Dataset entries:
▬▬▬▬▬▬

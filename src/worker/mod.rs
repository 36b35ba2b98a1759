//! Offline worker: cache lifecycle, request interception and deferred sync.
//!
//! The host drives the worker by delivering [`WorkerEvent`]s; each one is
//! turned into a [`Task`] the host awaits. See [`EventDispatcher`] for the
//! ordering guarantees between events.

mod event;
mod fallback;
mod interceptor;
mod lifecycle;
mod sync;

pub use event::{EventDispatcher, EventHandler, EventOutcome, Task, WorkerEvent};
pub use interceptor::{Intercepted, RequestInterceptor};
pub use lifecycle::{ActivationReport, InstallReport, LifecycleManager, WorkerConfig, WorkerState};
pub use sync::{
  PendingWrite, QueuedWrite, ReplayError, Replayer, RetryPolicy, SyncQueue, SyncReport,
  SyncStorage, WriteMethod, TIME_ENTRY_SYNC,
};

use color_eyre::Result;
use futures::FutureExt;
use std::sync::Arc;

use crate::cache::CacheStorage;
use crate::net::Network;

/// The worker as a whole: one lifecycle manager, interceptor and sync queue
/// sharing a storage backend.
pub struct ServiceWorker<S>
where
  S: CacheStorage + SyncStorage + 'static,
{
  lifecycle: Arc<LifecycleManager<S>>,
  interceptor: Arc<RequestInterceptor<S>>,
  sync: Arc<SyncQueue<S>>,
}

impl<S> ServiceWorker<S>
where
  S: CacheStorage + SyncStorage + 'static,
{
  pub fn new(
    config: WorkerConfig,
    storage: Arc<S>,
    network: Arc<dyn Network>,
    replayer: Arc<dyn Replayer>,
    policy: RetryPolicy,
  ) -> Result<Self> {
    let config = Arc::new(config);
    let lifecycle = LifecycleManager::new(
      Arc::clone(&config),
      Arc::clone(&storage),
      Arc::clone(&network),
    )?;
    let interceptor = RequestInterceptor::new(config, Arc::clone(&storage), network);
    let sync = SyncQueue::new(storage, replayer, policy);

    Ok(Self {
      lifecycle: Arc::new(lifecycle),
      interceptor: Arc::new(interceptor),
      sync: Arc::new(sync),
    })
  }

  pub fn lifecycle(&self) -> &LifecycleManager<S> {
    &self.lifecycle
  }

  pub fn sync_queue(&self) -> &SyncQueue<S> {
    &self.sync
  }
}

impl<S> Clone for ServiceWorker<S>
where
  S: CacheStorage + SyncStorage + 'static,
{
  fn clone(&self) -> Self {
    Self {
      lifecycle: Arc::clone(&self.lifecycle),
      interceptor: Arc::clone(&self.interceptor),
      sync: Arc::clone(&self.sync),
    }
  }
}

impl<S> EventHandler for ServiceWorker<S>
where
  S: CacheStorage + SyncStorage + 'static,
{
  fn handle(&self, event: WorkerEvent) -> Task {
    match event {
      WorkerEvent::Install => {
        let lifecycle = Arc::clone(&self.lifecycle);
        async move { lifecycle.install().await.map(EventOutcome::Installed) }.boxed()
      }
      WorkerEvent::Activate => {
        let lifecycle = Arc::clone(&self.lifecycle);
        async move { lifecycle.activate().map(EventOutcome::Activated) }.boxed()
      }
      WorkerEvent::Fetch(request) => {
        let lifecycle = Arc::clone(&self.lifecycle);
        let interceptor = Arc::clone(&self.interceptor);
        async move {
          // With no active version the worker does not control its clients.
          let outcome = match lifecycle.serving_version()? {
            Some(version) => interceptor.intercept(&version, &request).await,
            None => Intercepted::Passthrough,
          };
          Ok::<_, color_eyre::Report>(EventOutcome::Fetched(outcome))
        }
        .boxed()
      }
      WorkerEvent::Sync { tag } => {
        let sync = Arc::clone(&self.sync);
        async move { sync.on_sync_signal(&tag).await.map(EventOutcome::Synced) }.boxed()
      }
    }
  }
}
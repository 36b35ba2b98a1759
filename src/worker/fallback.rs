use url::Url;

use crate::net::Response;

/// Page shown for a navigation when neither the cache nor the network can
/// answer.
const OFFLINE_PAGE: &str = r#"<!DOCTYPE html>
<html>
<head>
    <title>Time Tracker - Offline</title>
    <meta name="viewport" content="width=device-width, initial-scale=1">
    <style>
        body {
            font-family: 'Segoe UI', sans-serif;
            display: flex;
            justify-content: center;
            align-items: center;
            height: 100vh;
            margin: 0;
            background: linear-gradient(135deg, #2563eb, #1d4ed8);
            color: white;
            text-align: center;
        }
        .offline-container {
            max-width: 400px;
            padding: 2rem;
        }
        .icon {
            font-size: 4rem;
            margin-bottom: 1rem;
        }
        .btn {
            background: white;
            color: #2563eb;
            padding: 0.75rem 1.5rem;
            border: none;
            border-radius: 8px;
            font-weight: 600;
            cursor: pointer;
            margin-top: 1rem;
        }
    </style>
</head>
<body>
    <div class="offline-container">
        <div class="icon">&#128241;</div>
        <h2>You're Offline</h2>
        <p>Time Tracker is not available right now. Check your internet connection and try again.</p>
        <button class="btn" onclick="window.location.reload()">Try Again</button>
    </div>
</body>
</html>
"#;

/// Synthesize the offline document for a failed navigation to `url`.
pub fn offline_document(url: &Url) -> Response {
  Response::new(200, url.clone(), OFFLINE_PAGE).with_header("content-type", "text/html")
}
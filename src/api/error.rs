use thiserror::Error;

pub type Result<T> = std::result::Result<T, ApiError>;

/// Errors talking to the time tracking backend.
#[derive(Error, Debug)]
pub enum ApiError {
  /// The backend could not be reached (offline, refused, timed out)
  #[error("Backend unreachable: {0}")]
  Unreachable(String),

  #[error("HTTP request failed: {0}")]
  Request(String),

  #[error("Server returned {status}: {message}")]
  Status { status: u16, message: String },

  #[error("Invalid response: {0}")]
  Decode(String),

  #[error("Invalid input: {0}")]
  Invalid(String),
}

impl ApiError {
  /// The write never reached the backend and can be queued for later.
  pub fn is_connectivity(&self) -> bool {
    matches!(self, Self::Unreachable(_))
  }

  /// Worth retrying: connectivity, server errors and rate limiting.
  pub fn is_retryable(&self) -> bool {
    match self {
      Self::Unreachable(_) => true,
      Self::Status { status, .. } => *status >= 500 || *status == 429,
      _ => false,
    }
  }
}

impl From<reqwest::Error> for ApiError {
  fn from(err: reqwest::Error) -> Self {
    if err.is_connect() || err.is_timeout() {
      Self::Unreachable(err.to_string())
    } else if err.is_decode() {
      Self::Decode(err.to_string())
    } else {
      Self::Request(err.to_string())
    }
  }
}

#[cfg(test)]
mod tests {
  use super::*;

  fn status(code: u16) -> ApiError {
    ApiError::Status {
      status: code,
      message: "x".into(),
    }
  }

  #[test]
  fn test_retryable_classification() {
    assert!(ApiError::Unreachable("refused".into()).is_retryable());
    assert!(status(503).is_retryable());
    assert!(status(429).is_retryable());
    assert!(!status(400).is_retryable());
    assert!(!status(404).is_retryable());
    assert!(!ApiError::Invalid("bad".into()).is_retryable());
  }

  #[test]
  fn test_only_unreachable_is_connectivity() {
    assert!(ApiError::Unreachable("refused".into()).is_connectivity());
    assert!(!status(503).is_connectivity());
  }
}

▬▬▬▬▬▬

AIM OF THE TASK:
Copy the lines from the entries above in which the word "reqwest" appears.

RESPONSE TO THIS TASK:
impl From<reqwest::Error> for ApiError {
  fn from(err: reqwest::Error) -> Self {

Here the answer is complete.